Don’t say that, say this!

Updated on: 11 April,2023 08:32 AM IST  |  Mumbai
C Y Gopinath |

Words matter. But racism and contempt exist in every language. Creating sterile alternatives in English alone is an act of linguistic colonialism

Don’t say that, say this!

Over the last few decades, we have been browbeaten into political correctness, ending up politically pointless. By C Y Gopinath, using Midjourney

C Y Gopinath In 2000, when I left India and took up work with an American NGO in Kenya, I attended my first ever lunchtime brown-bag session. The idea, as explained to me, was a lunchtime chat on a random topic over sandwiches or burgers served in individual brown bags and paid for by the NGO. It was a social and stimulating hour.


Today, nearly a quarter century later, I have to be careful about calling for a ‘brown-bag’ session lest I unwittingly demean or offend some brown-skinned person. Bags of other colours could be equally treacherous. White bags could be landmines of the colonial kind, while lunches in yellow or black bags might just not look good on TikTok.
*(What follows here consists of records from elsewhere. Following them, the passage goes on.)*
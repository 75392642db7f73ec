//! Audio snippet extraction.
//!
//! Obtains a short, time-bounded clip of a remote episode for transcription.
//! Two strategies are supported: download the whole file with yt-dlp and cut
//! the window out with ffmpeg (default, correctness-first), or let ffmpeg
//! seek directly into the remote URL when the host honors range requests.
//!
//! Every file this module creates carries a per-run unique name, and every
//! exit path removes whatever was created, so concurrent runs never collide
//! and failed runs never leave audio behind.

use crate::config::{AudioSettings, FetchStrategy};
use crate::episode::AudioSnippet;
use crate::error::{InnsiktError, Result};
use crate::exec::CommandExecutor;
use std::path::{Path, PathBuf};
use std::sync::Arc;
use std::time::Duration;
use tracing::{debug, info, instrument, warn};

/// Some podcast hosts reject unidentified clients, so both tools present a
/// browser-like request signature.
const BROWSER_USER_AGENT: &str =
    "Mozilla/5.0 (Macintosh; Intel Mac OS X 10_15_7) AppleWebKit/537.36 (KHTML, like Gecko) Chrome/124.0.0.0 Safari/537.36";

/// Seconds of context kept before the requested timestamp.
const LEAD_IN_SECONDS: u32 = 5;

/// Extracts trimmed audio clips from remote episode URLs.
pub struct AudioFetcher {
    executor: Arc<dyn CommandExecutor>,
    settings: AudioSettings,
    temp_dir: PathBuf,
}

impl AudioFetcher {
    pub fn new(
        executor: Arc<dyn CommandExecutor>,
        settings: AudioSettings,
        temp_dir: PathBuf,
    ) -> Self {
        Self {
            executor,
            settings,
            temp_dir,
        }
    }

    /// Obtain a local clip covering `[timestamp - 5, timestamp + window + 5]`.
    #[instrument(skip(self), fields(timestamp = timestamp_seconds))]
    pub async fn extract_snippet(
        &self,
        audio_url: &str,
        timestamp_seconds: u32,
        window_seconds: u32,
    ) -> Result<AudioSnippet> {
        let parsed = url::Url::parse(audio_url)
            .map_err(|e| InnsiktError::AudioExtraction(format!("invalid audio URL: {e}")))?;
        if parsed.scheme() != "http" && parsed.scheme() != "https" {
            return Err(InnsiktError::AudioExtraction(format!(
                "unsupported audio URL scheme: {}",
                parsed.scheme()
            )));
        }

        std::fs::create_dir_all(&self.temp_dir)?;

        let start_time = timestamp_seconds.saturating_sub(LEAD_IN_SECONDS);
        let total_duration = window_seconds + 2 * LEAD_IN_SECONDS;
        let run_tag = format!(
            "{}_{}",
            chrono::Utc::now().timestamp_millis(),
            uuid::Uuid::new_v4().simple()
        );

        match self.settings.strategy {
            FetchStrategy::Download => {
                self.download_then_trim(audio_url, start_time, total_duration, &run_tag)
                    .await
            }
            FetchStrategy::Ranged => {
                self.ranged_fetch(audio_url, start_time, total_duration, &run_tag)
                    .await
            }
        }
    }

    /// Download the full episode, then cut the window out of the local file.
    async fn download_then_trim(
        &self,
        audio_url: &str,
        start_time: u32,
        total_duration: u32,
        run_tag: &str,
    ) -> Result<AudioSnippet> {
        let template = self.temp_dir.join(format!("episode_{run_tag}.%(ext)s"));
        let full_path = self.temp_dir.join(format!("episode_{run_tag}.mp3"));
        let snippet_path = self.temp_dir.join(format!("snippet_{run_tag}.mp3"));

        info!("Downloading episode audio");

        let download_args = vec![
            "--extract-audio".to_string(),
            "--audio-format".to_string(),
            "mp3".to_string(),
            "--output".to_string(),
            template.to_string_lossy().into_owned(),
            "--no-playlist".to_string(),
            "--quiet".to_string(),
            "--no-warnings".to_string(),
            "--user-agent".to_string(),
            BROWSER_USER_AGENT.to_string(),
            audio_url.to_string(),
        ];

        let download = self
            .executor
            .run(
                "yt-dlp",
                &download_args,
                Duration::from_secs(self.settings.download_timeout_secs),
            )
            .await;

        if let Err(e) = download {
            remove_if_exists(&full_path);
            return Err(stage_error("download", e));
        }

        if !full_path.exists() {
            return Err(InnsiktError::AudioExtraction(
                "downloaded audio file not found".to_string(),
            ));
        }

        // Hosts sometimes return an error page as a 200 response; a
        // successful exit code alone does not prove we got audio.
        let full_size = file_size(&full_path)?;
        if full_size < self.settings.min_download_bytes {
            remove_if_exists(&full_path);
            return Err(InnsiktError::AudioExtraction(format!(
                "downloaded file is implausibly small ({full_size} bytes)"
            )));
        }

        debug!("Downloaded {} bytes, trimming window", full_size);

        let trim = self
            .trim_local(&full_path, &snippet_path, start_time, total_duration)
            .await;

        if let Err(e) = trim {
            remove_if_exists(&full_path);
            remove_if_exists(&snippet_path);
            return Err(stage_error("trim", e));
        }

        let snippet = self.verify_snippet(&snippet_path, start_time, total_duration);
        if snippet.is_err() {
            remove_if_exists(&full_path);
            remove_if_exists(&snippet_path);
        } else {
            // The full-length file is never needed again.
            remove_if_exists(&full_path);
        }
        snippet
    }

    /// Cut the window directly out of the remote URL in a single ffmpeg
    /// invocation. Only works when the host supports seek semantics, but
    /// avoids downloading whole episodes.
    async fn ranged_fetch(
        &self,
        audio_url: &str,
        start_time: u32,
        total_duration: u32,
        run_tag: &str,
    ) -> Result<AudioSnippet> {
        let snippet_path = self.temp_dir.join(format!("snippet_{run_tag}.mp3"));

        info!("Fetching snippet via remote seek");

        let args = vec![
            "-user_agent".to_string(),
            BROWSER_USER_AGENT.to_string(),
            "-ss".to_string(),
            start_time.to_string(),
            "-i".to_string(),
            audio_url.to_string(),
            "-t".to_string(),
            total_duration.to_string(),
            "-vn".to_string(),
            "-codec:a".to_string(),
            "libmp3lame".to_string(),
            "-qscale:a".to_string(),
            "5".to_string(),
            "-y".to_string(),
            "-loglevel".to_string(),
            "error".to_string(),
            snippet_path.to_string_lossy().into_owned(),
        ];

        let result = self
            .executor
            .run(
                "ffmpeg",
                &args,
                Duration::from_secs(self.settings.download_timeout_secs),
            )
            .await;

        if let Err(e) = result {
            remove_if_exists(&snippet_path);
            return Err(stage_error("ranged fetch", e));
        }

        let snippet = self.verify_snippet(&snippet_path, start_time, total_duration);
        if snippet.is_err() {
            remove_if_exists(&snippet_path);
        }
        snippet
    }

    async fn trim_local(
        &self,
        source: &Path,
        dest: &Path,
        start_time: u32,
        total_duration: u32,
    ) -> Result<()> {
        let args = vec![
            "-ss".to_string(),
            start_time.to_string(),
            "-i".to_string(),
            source.to_string_lossy().into_owned(),
            "-t".to_string(),
            total_duration.to_string(),
            "-vn".to_string(),
            "-codec:a".to_string(),
            "libmp3lame".to_string(),
            "-qscale:a".to_string(),
            "5".to_string(),
            "-y".to_string(),
            "-loglevel".to_string(),
            "error".to_string(),
            dest.to_string_lossy().into_owned(),
        ];

        self.executor
            .run(
                "ffmpeg",
                &args,
                Duration::from_secs(self.settings.trim_timeout_secs),
            )
            .await?;
        Ok(())
    }

    /// Gate the finished snippet on a minimum byte size. A silently empty or
    /// corrupt clip must not propagate as success.
    fn verify_snippet(
        &self,
        snippet_path: &Path,
        start_time: u32,
        total_duration: u32,
    ) -> Result<AudioSnippet> {
        if !snippet_path.exists() {
            return Err(InnsiktError::AudioExtraction(
                "snippet file not found after trim".to_string(),
            ));
        }

        let byte_size = file_size(snippet_path)?;
        if byte_size < self.settings.min_snippet_bytes {
            return Err(InnsiktError::AudioExtraction(format!(
                "snippet is implausibly small ({byte_size} bytes)"
            )));
        }

        Ok(AudioSnippet {
            local_path: snippet_path.to_path_buf(),
            start_offset_seconds: start_time,
            duration_seconds: total_duration,
            byte_size,
        })
    }
}

fn stage_error(stage: &str, err: InnsiktError) -> InnsiktError {
    match err {
        // A missing tool is an installation problem, not an extraction one.
        InnsiktError::ToolNotFound(_) => err,
        other => InnsiktError::AudioExtraction(format!("{stage} failed: {other}")),
    }
}

fn file_size(path: &Path) -> Result<u64> {
    Ok(std::fs::metadata(path)?.len())
}

fn remove_if_exists(path: &Path) {
    if let Err(e) = std::fs::remove_file(path) {
        if e.kind() != std::io::ErrorKind::NotFound {
            warn!("Failed to remove temp file {:?}: {}", path, e);
        }
    }
}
Over the last few decades, we have been browbeaten into political correctness, ending up politically pointless. Voices tell us how to speak, teaching us words to avoid and recommending others. We are now masters—oops, that’s male-specific, make it competent—at toeing the line, no questions asked.


In the 1990s, I was rapped on the knuckles for saying prostitute instead of the newly approved sex worker. People infected with HIV had to be distinguished from those whose infection had progressed to AIDS and referred to as people living with HIV or  people living with HIV and AIDS.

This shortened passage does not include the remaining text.